At each well-baby visit, your pediatrician will ask you whether you have any specific concerns about your baby's development. She will also ask whether your baby has begun to do certain things by certain ages, such as tracking your movements with his eyes or reacting playfully to your hand motions.
A delay in attaining certain motor skills can be the earliest sign of cerebral palsy, which results from a dysfunction or damage in the brain. Early detection of neurological conditions like this is paramount in developing children, because delay in treatment can adversely affect the quality of life for these children as adults.
While most parents are not experts in child development, they usually have a fairly good sense of what to expect in terms of their baby's ability to do certain things. However, there are some common misconceptions about developmental milestones that need to be clarified.
Many babies surprise their parents by mastering the art of rolling over at a very early age. Even though most babies cannot roll over until after four months of age, some precocious infants manage to do so before the age of two months.
Always be wary of where you leave your infant. Many early-rolling babies suffer falls from heights, such as a bed or changing table, because their parents weren't expecting them to roll around yet. Always have one hand on the baby when you are changing diapers. You never know when she's going to surprise you by turning over for the first time.
On the other hand, some babies cannot roll over until after six months of age. If this is the case with your child, ask your pediatrician to pay close attention to your child's motor development and muscle tone. There is usually no reason to be alarmed, but extra vigilance never hurts.
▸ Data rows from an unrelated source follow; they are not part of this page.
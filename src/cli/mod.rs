//! CLI module for azurerm-network
//!
//! Argument parsing and subcommand dispatch.

pub mod commands;
pub mod completions;
pub mod output;

use clap::{Parser, Subcommand, ValueEnum};
use std::path::PathBuf;

/// azurerm-network - Azure network resources from the command line
///
/// Manages network interfaces and network security rules, and lists
/// ExpressRoute service providers, through Azure Resource Manager.
#[derive(Parser, Debug, Clone)]
#[command(name = "azurerm-network")]
#[command(author = "azurerm-network Contributors")]
#[command(version)]
#[command(about = "Azure Resource Manager network resources", long_about = None)]
#[command(propagate_version = true)]
pub struct Cli {
    /// Subcommand to execute
    #[command(subcommand)]
    pub command: Commands,

    /// Path to configuration file
    #[arg(short = 'c', long, global = true)]
    pub config: Option<PathBuf>,

    /// Verbosity level (-v, -vv, -vvv)
    #[arg(short = 'v', long, global = true, action = clap::ArgAction::Count)]
    pub verbose: u8,

    /// Output format
    #[arg(long, global = true, value_enum, default_value_t = OutputFormat::Human)]
    pub output: OutputFormat,

    /// Use the in-memory mock service instead of Azure
    #[arg(long, global = true)]
    pub mock: bool,

    /// Disable colored output
    #[arg(long, global = true)]
    pub no_color: bool,

    /// Subscription id, overriding the configuration
    #[arg(long, global = true)]
    pub subscription: Option<String>,
}

/// Output format for CLI
#[derive(Debug, Clone, Copy, PartialEq, Eq, Default, ValueEnum)]
pub enum OutputFormat {
    /// Human-readable output with colors
    #[default]
    Human,
    /// JSON output for scripting
    Json,
    /// YAML output
    Yaml,
}

/// Available subcommands
#[derive(Subcommand, Debug, Clone)]
pub enum Commands {
    /// Manage network interfaces
    Nic(commands::nic::NicArgs),

    /// Manage network security rules
    #[command(name = "security-rule")]
    SecurityRule(commands::security_rule::SecurityRuleArgs),

    /// Query ExpressRoute
    #[command(name = "express-route")]
    ExpressRoute(commands::express_route::ExpressRouteArgs),

    /// Run a declarative module
    Module(commands::module::ModuleArgs),

    /// Generate shell completions
    Completions(CompletionsArgs),
}

/// Arguments for the completions command
#[derive(Parser, Debug, Clone)]
pub struct CompletionsArgs {
    /// Shell to generate completions for
    #[arg(value_enum)]
    pub shell: clap_complete::Shell,
}

impl Cli {
    /// Parse command-line arguments
    pub fn parse_args() -> Self {
        Cli::parse()
    }

    /// Get the effective verbosity level (0-3)
    pub fn verbosity(&self) -> u8 {
        self.verbose.min(3)
    }
}

/// Split `key=value` arguments.
pub fn parse_key_value(raw: &str) -> Result<(String, String), String> {
    match raw.split_once('=') {
        Some((key, value)) if !key.trim().is_empty() => {
            Ok((key.trim().to_string(), value.to_string()))
        }
        _ => Err(format!("expected key=value, got '{}'", raw)),
    }
}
Babies generally start crawling between the ages of six and ten months. While most babies learn how to crawl before they manage to take their first walking step, some babies completely skip the developmental milestone of crawling. One day out of the blue, they simply take off and go from sitting to walking. If your baby does not crawl by a certain age, there is usually no need to be worried. Ask your pediatrician, if you are still concerned.
For those babies who do crawl, this motor skill poses additional risk to the infant. New safety concerns arise with the attainment of mobility for the baby. Parents and other care providers must stay vigilant at all times after a baby learns how to crawl.
Even though most babies crawl on all fours, innovative babies may also think outside the box. They often scoot backward, pivot on one arm and one leg to move forward, or drag their feet behind them as they claw their way around. There is no right way to crawl. As long as it gets the child from point A to point B efficiently, parents do not need to intervene or correct the crawling style.
It is unnecessary to buy shoes for your child when she first starts walking. In fact, walking barefoot may help strength the muscles in the feet and help her gain better balance during the first few months of walking. Shoes are only designed to protect the feet from rough walking surfaces. There is no need for them if your toddler is just going to run around indoors.
For most parents, this is one of the big monumental milestones in their baby's life. Taking the first step is an exciting moment for the baby as well as the parents, and the baby seems to realize this. He laughs nervously as he stretches out his leg and makes this giant leap in his developmental history. With each successful step, he rejoices and feels tremendously proud of his new-found independence.
However, when the fireworks finish and the dust settles, parents suddenly realize the meaning of their baby's mobility. All the places in the house that used to be unreachable for their child now potentially threaten the toddler with the possibility of cuts and bruises. Hopefully, you have already childproofed your house by this time.